WHAT YOU WILL DO >>
The records below are to be reproduced word for word.
++++++++++++++++++++
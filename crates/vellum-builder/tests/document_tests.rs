//! Tests for document-root and head composition: doctype/XML-instruction
//! resolution, root attribute merging, comments, and the automatic meta
//! tag.

use vellum_builder::{Builder, Doctype, Variant, attrs};

// ========== head composition ==========

#[test]
fn test_head_meta_under_xhtml() {
    let mut b = Builder::new();
    b.head(|_| Ok(())).unwrap();
    assert_eq!(
        b.as_str(),
        "<head><meta http-equiv=\"Content-Type\" content=\"text/html; charset=utf-8\"/></head>"
    );
}

#[test]
fn test_head_meta_under_html5() {
    let mut b = Builder::new();
    b.set_variant(Variant::Html5);
    b.head(|_| Ok(())).unwrap();
    assert_eq!(b.as_str(), "<head><meta charset=\"utf-8\"/></head>");
}

#[test]
fn test_head_meta_precedes_block_content() {
    let mut b = Builder::new();
    b.set_variant(Variant::Html5);
    b.head(|b| b.text_element("title", "t")).unwrap();
    assert_eq!(
        b.as_str(),
        "<head><meta charset=\"utf-8\"/><title>t</title></head>"
    );
}

#[test]
fn test_head_without_meta_tag() {
    let mut b = Builder::new().with_output_meta_tag(false);
    b.head(|b| b.text_element("title", "t")).unwrap();
    assert_eq!(b.as_str(), "<head><title>t</title></head>");
}

// ========== full documents ==========

#[test]
fn test_xhtml_strict_document() {
    let mut b = Builder::new();
    b.xhtml_strict(attrs![], &[], |b| {
        b.element("body", attrs![], |b| b.text_element("p", "hi"))
    })
    .unwrap();
    assert_eq!(
        b.as_str(),
        "<?xml version=\"1.0\" encoding=\"UTF-8\"?>\
         <!DOCTYPE html PUBLIC \"-//W3C//DTD XHTML 1.0 Strict//EN\" \
         \"http://www.w3.org/TR/xhtml1/DTD/xhtml1-strict.dtd\">\
         <html xmlns=\"http://www.w3.org/1999/xhtml\" lang=\"en\">\
         <body><p>hi</p></body></html>"
    );
}

#[test]
fn test_xhtml_transitional_doctype() {
    let mut b = Builder::new();
    b.xhtml_transitional(attrs![], &[], |_| Ok(())).unwrap();
    assert!(b.as_str().contains("-//W3C//DTD XHTML 1.0 Transitional//EN"));
    assert!(
        b.as_str()
            .contains("http://www.w3.org/TR/xhtml1/DTD/xhtml1-transitional.dtd")
    );
}

#[test]
fn test_xhtml_frameset_doctype() {
    let mut b = Builder::new();
    b.xhtml_frameset(attrs![], &[], |_| Ok(())).unwrap();
    assert!(b.as_str().contains("-//W3C//DTD XHTML 1.0 Frameset//EN"));
}

#[test]
fn test_html5_document_defaults() {
    // HTML5 suppresses the XML instruction itself and inherits the
    // session doctype, which defaults to none.
    let mut b = Builder::new();
    b.html_five(attrs![], &[], |_| Ok(())).unwrap();
    assert_eq!(b.as_str(), "<html lang=\"en\"></html>");
}

#[test]
fn test_html5_honors_session_doctype() {
    let mut b = Builder::new().with_doctype(Doctype::Public {
        public_id: "-//W3C//DTD XHTML 1.0 Strict//EN",
        system_id: "http://www.w3.org/TR/xhtml1/DTD/xhtml1-strict.dtd",
    });
    b.html_five(attrs![], &[], |_| Ok(())).unwrap();
    assert!(b.as_str().starts_with("<!DOCTYPE html PUBLIC"));
}

#[test]
fn test_session_can_suppress_xml_instruction() {
    let mut b = Builder::new().with_output_xml_instruction(false);
    b.xhtml_strict(attrs![], &[], |_| Ok(())).unwrap();
    assert!(b.as_str().starts_with("<!DOCTYPE html"));
}

#[test]
fn test_variant_xml_instruction_wins_over_session() {
    // The session default says yes, the HTML5 variant says no.
    let mut b = Builder::new().with_output_xml_instruction(true);
    b.html_five(attrs![], &[], |_| Ok(())).unwrap();
    assert!(!b.as_str().contains("<?xml"));
}

#[test]
fn test_entry_point_switches_the_session_variant() {
    let mut b = Builder::new();
    assert_eq!(b.variant(), Variant::XhtmlTransitional);
    b.html_five(attrs![], &[], |b| {
        assert_eq!(b.variant(), Variant::Html5);
        assert!(!b.tagset().contains("center"));
        Ok(())
    })
    .unwrap();
    assert_eq!(b.variant(), Variant::Html5);
}

// ========== root attributes ==========

#[test]
fn test_caller_attrs_override_root_defaults() {
    let mut b = Builder::new();
    b.html_five(attrs!["lang" => "nl"], &[], |_| Ok(())).unwrap();
    assert_eq!(b.as_str(), "<html lang=\"nl\"></html>");
}

#[test]
fn test_caller_attrs_merge_after_root_defaults() {
    let mut b = Builder::new();
    b.xhtml_strict(attrs!["id" => "root"], &[], |_| Ok(())).unwrap();
    assert!(b.as_str().contains(
        "<html xmlns=\"http://www.w3.org/1999/xhtml\" lang=\"en\" id=\"root\">"
    ));
}

#[test]
fn test_session_root_attributes_used_by_xhtml_variants() {
    let mut b = Builder::new().with_root_attributes(attrs!["xmlns" => "urn:x", "lang" => "fr"]);
    b.xhtml_strict(attrs![], &[], |_| Ok(())).unwrap();
    assert!(b.as_str().contains("<html xmlns=\"urn:x\" lang=\"fr\">"));

    // HTML5 carries its own root attributes and ignores the session's.
    let mut b = Builder::new().with_root_attributes(attrs!["lang" => "fr"]);
    b.html_five(attrs![], &[], |_| Ok(())).unwrap();
    assert!(b.as_str().contains("<html lang=\"en\">"));
}

// ========== comments ==========

#[test]
fn test_comments_emitted_in_order_before_root() {
    let mut b = Builder::new();
    b.html_five(attrs![], &["a", "b"], |b| b.text_element("p", "x"))
        .unwrap();
    assert_eq!(
        b.as_str(),
        "<!-- a --><!-- b --><html lang=\"en\"><p>x</p></html>"
    );
    assert_eq!(b.as_str().matches("<!--").count(), 2);
}

#[test]
fn test_comments_on_xhtml_entry_points() {
    let mut b = Builder::new();
    b.xhtml_strict(attrs![], &["generated"], |_| Ok(())).unwrap();
    let out = b.as_str();
    let comment = out.find("<!-- generated -->").expect("comment missing");
    let root = out.find("<html").expect("root missing");
    let doctype = out.find("<!DOCTYPE").expect("doctype missing");
    assert!(doctype < comment && comment < root);
}

// ========== closing order ==========

#[test]
fn test_closing_tags_mirror_opening_order() {
    let mut b = Builder::new();
    b.xhtml_strict(attrs![], &[], |b| {
        b.head(|b| b.text_element("title", "t"))?;
        b.element("body", attrs![], |b| {
            b.element("div", attrs![], |b| b.text_element("p", "deep"))
        })
    })
    .unwrap();
    let out = b.as_str();
    assert!(out.ends_with("<p>deep</p></div></body></html>"));
    assert!(out.find("</head>").expect("head") < out.find("<body>").expect("body"));
}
++++++++++++++++++++
RESPONSE BOX >>
filename crates/vellum-builder/tests/document_tests.rs
//! Tests for document-root and head composition: doctype/XML-instruction
//! resolution, root attribute merging, comments, and the automatic meta
//! tag.

use vellum_builder::{Builder, Doctype, Variant, attrs};

// ========== head composition ==========

#[test]
fn test_head_meta_under_xhtml() {
    let mut b = Builder::new();
    b.head(|_| Ok(())).unwrap();
    assert_eq!(
        b.as_str(),
        "<head><meta http-equiv=\"Content-Type\" content=\"text/html; charset=utf-8\"/></head>"
    );
}

#[test]
fn test_head_meta_under_html5() {
    let mut b = Builder::new();
    b.set_variant(Variant::Html5);
    b.head(|_| Ok(())).unwrap();
    assert_eq!(b.as_str(), "<head><meta charset=\"utf-8\"/></head>");
}

#[test]
fn test_head_meta_precedes_block_content() {
    let mut b = Builder::new();
    b.set_variant(Variant::Html5);
    b.head(|b| b.text_element("title", "t")).unwrap();
    assert_eq!(
        b.as_str(),
        "<head><meta charset=\"utf-8\"/><title>t</title></head>"
    );
}

#[test]
fn test_head_without_meta_tag() {
    let mut b = Builder::new().with_output_meta_tag(false);
    b.head(|b| b.text_element("title", "t")).unwrap();
    assert_eq!(b.as_str(), "<head><title>t</title></head>");
}

// ========== full documents ==========

#[test]
fn test_xhtml_strict_document() {
    let mut b = Builder::new();
    b.xhtml_strict(attrs![], &[], |b| {
        b.element("body", attrs![], |b| b.text_element("p", "hi"))
    })
    .unwrap();
    assert_eq!(
        b.as_str(),
        "<?xml version=\"1.0\" encoding=\"UTF-8\"?>\
         <!DOCTYPE html PUBLIC \"-//W3C//DTD XHTML 1.0 Strict//EN\" \
         \"http://www.w3.org/TR/xhtml1/DTD/xhtml1-strict.dtd\">\
         <html xmlns=\"http://www.w3.org/1999/xhtml\" lang=\"en\">\
         <body><p>hi</p></body></html>"
    );
}

#[test]
fn test_xhtml_transitional_doctype() {
    let mut b = Builder::new();
    b.xhtml_transitional(attrs![], &[], |_| Ok(())).unwrap();
    assert!(b.as_str().contains("-//W3C//DTD XHTML 1.0 Transitional//EN"));
    assert!(
        b.as_str()
            .contains("http://www.w3.org/TR/xhtml1/DTD/xhtml1-transitional.dtd")
    );
}

#[test]
fn test_xhtml_frameset_doctype() {
    let mut b = Builder::new();
    b.xhtml_frameset(attrs![], &[], |_| Ok(())).unwrap();
    assert!(b.as_str().contains("-//W3C//DTD XHTML 1.0 Frameset//EN"));
}

#[test]
fn test_html5_document_defaults() {
    // HTML5 suppresses the XML instruction itself and inherits the
    // session doctype, which defaults to none.
    let mut b = Builder::new();
    b.html_five(attrs![], &[], |_| Ok(())).unwrap();
    assert_eq!(b.as_str(), "<html lang=\"en\"></html>");
}

#[test]
fn test_html5_honors_session_doctype() {
    let mut b = Builder::new().with_doctype(Doctype::Public {
        public_id: "-//W3C//DTD XHTML 1.0 Strict//EN",
        system_id: "http://www.w3.org/TR/xhtml1/DTD/xhtml1-strict.dtd",
    });
    b.html_five(attrs![], &[], |_| Ok(())).unwrap();
    assert!(b.as_str().starts_with("<!DOCTYPE html PUBLIC"));
}

#[test]
fn test_session_can_suppress_xml_instruction() {
    let mut b = Builder::new().with_output_xml_instruction(false);
    b.xhtml_strict(attrs![], &[], |_| Ok(())).unwrap();
    assert!(b.as_str().starts_with("<!DOCTYPE html"));
}

#[test]
fn test_variant_xml_instruction_wins_over_session() {
    // The session default says yes, the HTML5 variant says no.
    let mut b = Builder::new().with_output_xml_instruction(true);
    b.html_five(attrs![], &[], |_| Ok(())).unwrap();
    assert!(!b.as_str().contains("<?xml"));
}

#[test]
fn test_entry_point_switches_the_session_variant() {
    let mut b = Builder::new();
    assert_eq!(b.variant(), Variant::XhtmlTransitional);
    b.html_five(attrs![], &[], |b| {
        assert_eq!(b.variant(), Variant::Html5);
        assert!(!b.tagset().contains("center"));
        Ok(())
    })
    .unwrap();
    assert_eq!(b.variant(), Variant::Html5);
}

// ========== root attributes ==========

#[test]
fn test_caller_attrs_override_root_defaults() {
    let mut b = Builder::new();
    b.html_five(attrs!["lang" => "nl"], &[], |_| Ok(())).unwrap();
    assert_eq!(b.as_str(), "<html lang=\"nl\"></html>");
}

#[test]
fn test_caller_attrs_merge_after_root_defaults() {
    let mut b = Builder::new();
    b.xhtml_strict(attrs!["id" => "root"], &[], |_| Ok(())).unwrap();
    assert!(b.as_str().contains(
        "<html xmlns=\"http://www.w3.org/1999/xhtml\" lang=\"en\" id=\"root\">"
    ));
}

#[test]
fn test_session_root_attributes_used_by_xhtml_variants() {
    let mut b = Builder::new().with_root_attributes(attrs!["xmlns" => "urn:x", "lang" => "fr"]);
    b.xhtml_strict(attrs![], &[], |_| Ok(())).unwrap();
    assert!(b.as_str().contains("<html xmlns=\"urn:x\" lang=\"fr\">"));

    // HTML5 carries its own root attributes and ignores the session's.
    let mut b = Builder::new().with_root_attributes(attrs!["lang" => "fr"]);
    b.html_five(attrs![], &[], |_| Ok(())).unwrap();
    assert!(b.as_str().contains("<html lang=\"en\">"));
}

// ========== comments ==========

#[test]
fn test_comments_emitted_in_order_before_root() {
    let mut b = Builder::new();
    b.html_five(attrs![], &["a", "b"], |b| b.text_element("p", "x"))
        .unwrap();
    assert_eq!(
        b.as_str(),
        "<!-- a --><!-- b --><html lang=\"en\"><p>x</p></html>"
    );
    assert_eq!(b.as_str().matches("<!--").count(), 2);
}

#[test]
fn test_comments_on_xhtml_entry_points() {
    let mut b = Builder::new();
    b.xhtml_strict(attrs![], &["generated"], |_| Ok(())).unwrap();
    let out = b.as_str();
    let comment = out.find("<!-- generated -->").expect("comment missing");
    let root = out.find("<html").expect("root missing");
    let doctype = out.find("<!DOCTYPE").expect("doctype missing");
    assert!(doctype < comment && comment < root);
}

// ========== closing order ==========

#[test]
fn test_closing_tags_mirror_opening_order() {
    let mut b = Builder::new();
    b.xhtml_strict(attrs![], &[], |b| {
        b.head(|b| b.text_element("title", "t"))?;
        b.element("body", attrs![], |b| {
            b.element("div", attrs![], |b| b.text_element("p", "deep"))
        })
    })
    .unwrap();
    let out = b.as_str();
    assert!(out.ends_with("<p>deep</p></div></body></html>"));
    assert!(out.find("</head>").expect("head") < out.find("<body>").expect("body"));
}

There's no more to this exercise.